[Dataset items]
---------------
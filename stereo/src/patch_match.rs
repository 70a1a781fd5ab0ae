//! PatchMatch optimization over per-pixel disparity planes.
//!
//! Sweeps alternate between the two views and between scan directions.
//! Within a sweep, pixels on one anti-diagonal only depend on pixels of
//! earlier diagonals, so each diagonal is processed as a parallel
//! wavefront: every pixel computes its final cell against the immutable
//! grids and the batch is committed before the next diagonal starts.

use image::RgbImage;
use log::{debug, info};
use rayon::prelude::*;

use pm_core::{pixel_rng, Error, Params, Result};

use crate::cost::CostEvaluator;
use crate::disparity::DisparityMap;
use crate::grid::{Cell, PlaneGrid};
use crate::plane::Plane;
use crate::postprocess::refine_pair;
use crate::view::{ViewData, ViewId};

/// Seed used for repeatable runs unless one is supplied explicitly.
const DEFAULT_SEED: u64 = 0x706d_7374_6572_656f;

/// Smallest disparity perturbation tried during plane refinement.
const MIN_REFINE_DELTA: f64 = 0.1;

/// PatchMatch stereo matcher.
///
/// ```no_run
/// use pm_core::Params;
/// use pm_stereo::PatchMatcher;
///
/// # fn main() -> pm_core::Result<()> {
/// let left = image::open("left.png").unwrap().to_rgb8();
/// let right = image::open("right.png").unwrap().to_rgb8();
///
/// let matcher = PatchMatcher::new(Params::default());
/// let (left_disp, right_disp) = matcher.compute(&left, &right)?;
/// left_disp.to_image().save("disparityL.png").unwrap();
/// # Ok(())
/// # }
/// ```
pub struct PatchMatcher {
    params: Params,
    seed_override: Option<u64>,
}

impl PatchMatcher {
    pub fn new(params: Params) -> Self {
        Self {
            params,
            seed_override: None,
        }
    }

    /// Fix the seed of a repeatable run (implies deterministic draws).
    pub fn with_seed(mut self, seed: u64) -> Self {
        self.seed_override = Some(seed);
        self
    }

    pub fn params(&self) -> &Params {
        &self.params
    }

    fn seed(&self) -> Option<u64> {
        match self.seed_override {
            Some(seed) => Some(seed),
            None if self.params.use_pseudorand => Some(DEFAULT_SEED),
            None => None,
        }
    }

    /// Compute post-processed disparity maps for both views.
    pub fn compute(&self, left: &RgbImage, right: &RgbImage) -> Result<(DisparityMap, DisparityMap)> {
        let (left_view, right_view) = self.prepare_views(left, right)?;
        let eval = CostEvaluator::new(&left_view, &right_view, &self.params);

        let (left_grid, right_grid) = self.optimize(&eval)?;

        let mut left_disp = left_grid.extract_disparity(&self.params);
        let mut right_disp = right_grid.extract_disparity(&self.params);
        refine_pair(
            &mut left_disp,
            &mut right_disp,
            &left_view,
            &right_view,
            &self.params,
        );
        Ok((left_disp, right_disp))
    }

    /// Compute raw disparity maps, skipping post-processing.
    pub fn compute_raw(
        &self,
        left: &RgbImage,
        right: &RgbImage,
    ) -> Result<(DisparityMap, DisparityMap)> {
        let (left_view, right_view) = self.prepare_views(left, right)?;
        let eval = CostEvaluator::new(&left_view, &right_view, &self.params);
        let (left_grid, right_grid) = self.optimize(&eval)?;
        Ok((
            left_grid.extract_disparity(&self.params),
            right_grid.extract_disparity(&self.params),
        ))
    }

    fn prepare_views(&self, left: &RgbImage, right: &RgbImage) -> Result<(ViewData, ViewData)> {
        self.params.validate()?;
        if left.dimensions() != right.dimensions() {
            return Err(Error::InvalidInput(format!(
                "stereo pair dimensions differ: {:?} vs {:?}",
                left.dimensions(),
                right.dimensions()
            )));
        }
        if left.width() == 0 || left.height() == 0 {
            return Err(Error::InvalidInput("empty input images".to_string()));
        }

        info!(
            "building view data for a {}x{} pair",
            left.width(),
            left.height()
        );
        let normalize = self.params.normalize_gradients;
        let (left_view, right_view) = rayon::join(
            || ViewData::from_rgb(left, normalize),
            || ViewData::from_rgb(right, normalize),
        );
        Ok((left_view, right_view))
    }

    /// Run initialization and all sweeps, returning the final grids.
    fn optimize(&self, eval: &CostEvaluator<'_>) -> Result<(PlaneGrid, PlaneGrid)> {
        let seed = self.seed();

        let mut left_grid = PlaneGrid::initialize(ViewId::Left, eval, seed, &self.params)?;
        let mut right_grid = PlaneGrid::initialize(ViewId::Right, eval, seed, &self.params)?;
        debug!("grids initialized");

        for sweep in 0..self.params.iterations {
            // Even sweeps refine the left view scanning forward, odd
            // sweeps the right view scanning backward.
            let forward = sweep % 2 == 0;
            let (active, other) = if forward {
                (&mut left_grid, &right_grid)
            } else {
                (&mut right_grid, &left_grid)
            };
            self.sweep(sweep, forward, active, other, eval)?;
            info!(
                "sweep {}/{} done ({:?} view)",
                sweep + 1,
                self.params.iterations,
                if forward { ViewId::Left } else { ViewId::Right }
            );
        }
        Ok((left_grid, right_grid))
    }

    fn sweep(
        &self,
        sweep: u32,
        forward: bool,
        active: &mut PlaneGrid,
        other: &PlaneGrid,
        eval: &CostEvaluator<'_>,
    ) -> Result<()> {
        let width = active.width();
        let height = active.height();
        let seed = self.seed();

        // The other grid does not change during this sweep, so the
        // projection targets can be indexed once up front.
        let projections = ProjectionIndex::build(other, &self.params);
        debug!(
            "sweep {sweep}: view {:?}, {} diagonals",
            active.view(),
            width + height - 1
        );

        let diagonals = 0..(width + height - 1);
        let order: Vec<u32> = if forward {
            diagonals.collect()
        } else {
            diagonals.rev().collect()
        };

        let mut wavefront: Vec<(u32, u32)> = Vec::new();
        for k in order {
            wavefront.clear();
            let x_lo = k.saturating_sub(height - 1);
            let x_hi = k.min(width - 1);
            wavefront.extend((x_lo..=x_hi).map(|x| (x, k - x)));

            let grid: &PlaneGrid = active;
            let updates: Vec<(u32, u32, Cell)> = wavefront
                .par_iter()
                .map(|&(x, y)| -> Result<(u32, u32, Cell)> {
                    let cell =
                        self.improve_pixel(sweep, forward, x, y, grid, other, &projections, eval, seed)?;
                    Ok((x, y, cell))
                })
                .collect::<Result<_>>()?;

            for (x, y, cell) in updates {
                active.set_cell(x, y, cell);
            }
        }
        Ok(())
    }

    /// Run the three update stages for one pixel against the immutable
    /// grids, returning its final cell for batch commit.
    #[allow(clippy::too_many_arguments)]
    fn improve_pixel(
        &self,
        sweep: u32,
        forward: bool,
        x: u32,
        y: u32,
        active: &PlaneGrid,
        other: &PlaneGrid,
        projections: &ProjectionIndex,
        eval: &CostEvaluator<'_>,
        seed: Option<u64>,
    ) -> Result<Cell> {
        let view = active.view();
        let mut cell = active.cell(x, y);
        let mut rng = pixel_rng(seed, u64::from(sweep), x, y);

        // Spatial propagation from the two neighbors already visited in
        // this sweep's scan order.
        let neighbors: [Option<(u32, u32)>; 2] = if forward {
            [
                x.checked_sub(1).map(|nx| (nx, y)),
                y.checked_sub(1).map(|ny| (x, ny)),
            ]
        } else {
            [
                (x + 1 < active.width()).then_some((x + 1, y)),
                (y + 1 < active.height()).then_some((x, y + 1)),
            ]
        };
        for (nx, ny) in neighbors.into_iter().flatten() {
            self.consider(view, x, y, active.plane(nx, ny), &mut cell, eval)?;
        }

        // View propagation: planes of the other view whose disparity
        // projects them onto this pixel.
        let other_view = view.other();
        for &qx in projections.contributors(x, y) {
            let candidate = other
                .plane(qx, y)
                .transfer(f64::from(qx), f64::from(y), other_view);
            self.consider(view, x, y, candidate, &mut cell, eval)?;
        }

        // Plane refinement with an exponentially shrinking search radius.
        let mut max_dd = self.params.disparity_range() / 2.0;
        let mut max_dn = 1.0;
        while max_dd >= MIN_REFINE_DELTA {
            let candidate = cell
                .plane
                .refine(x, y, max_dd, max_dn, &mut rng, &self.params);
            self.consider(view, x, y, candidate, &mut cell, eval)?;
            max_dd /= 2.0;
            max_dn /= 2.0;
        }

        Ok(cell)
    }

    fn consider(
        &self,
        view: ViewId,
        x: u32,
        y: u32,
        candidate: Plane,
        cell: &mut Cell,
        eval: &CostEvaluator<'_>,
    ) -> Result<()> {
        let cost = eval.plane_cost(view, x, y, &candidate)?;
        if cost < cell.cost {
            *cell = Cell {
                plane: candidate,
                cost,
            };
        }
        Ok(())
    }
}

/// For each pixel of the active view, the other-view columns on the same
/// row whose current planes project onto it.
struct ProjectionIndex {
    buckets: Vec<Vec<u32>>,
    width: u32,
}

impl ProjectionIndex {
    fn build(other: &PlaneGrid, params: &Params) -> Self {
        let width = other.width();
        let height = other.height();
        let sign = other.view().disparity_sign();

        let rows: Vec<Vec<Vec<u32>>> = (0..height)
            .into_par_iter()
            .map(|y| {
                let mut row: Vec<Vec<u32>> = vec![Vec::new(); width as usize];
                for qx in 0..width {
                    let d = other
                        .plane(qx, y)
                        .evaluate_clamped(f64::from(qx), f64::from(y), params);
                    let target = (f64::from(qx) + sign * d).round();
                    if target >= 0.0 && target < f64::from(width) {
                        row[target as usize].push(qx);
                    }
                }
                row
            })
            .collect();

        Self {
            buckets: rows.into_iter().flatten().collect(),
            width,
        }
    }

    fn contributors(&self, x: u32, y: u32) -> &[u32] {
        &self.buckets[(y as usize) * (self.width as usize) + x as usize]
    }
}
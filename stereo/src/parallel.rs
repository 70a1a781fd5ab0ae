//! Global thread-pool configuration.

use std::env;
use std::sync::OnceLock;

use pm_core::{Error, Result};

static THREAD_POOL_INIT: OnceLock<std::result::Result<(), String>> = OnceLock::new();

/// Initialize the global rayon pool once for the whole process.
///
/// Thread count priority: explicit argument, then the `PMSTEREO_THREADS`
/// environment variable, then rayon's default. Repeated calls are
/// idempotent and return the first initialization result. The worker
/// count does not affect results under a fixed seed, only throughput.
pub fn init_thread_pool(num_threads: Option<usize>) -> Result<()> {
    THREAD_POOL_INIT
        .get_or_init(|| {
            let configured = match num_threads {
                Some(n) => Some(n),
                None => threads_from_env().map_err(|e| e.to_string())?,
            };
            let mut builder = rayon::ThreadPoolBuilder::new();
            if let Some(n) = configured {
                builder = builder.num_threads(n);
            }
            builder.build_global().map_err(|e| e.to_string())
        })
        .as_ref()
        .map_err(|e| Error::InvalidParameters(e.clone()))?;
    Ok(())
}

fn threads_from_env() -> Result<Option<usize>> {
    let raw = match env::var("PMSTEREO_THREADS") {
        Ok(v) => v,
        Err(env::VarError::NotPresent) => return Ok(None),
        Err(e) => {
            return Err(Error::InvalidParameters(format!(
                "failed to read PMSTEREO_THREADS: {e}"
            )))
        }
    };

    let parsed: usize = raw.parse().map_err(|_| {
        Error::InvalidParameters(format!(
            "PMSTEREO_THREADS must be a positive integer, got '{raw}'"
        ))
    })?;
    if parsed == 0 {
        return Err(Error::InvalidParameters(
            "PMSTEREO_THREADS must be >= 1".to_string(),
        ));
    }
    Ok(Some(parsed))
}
---------------
Description of the task.
In the entries above, count each line that includes "PatchMatcher" and report the total with no other text.

Solution to the problem.
4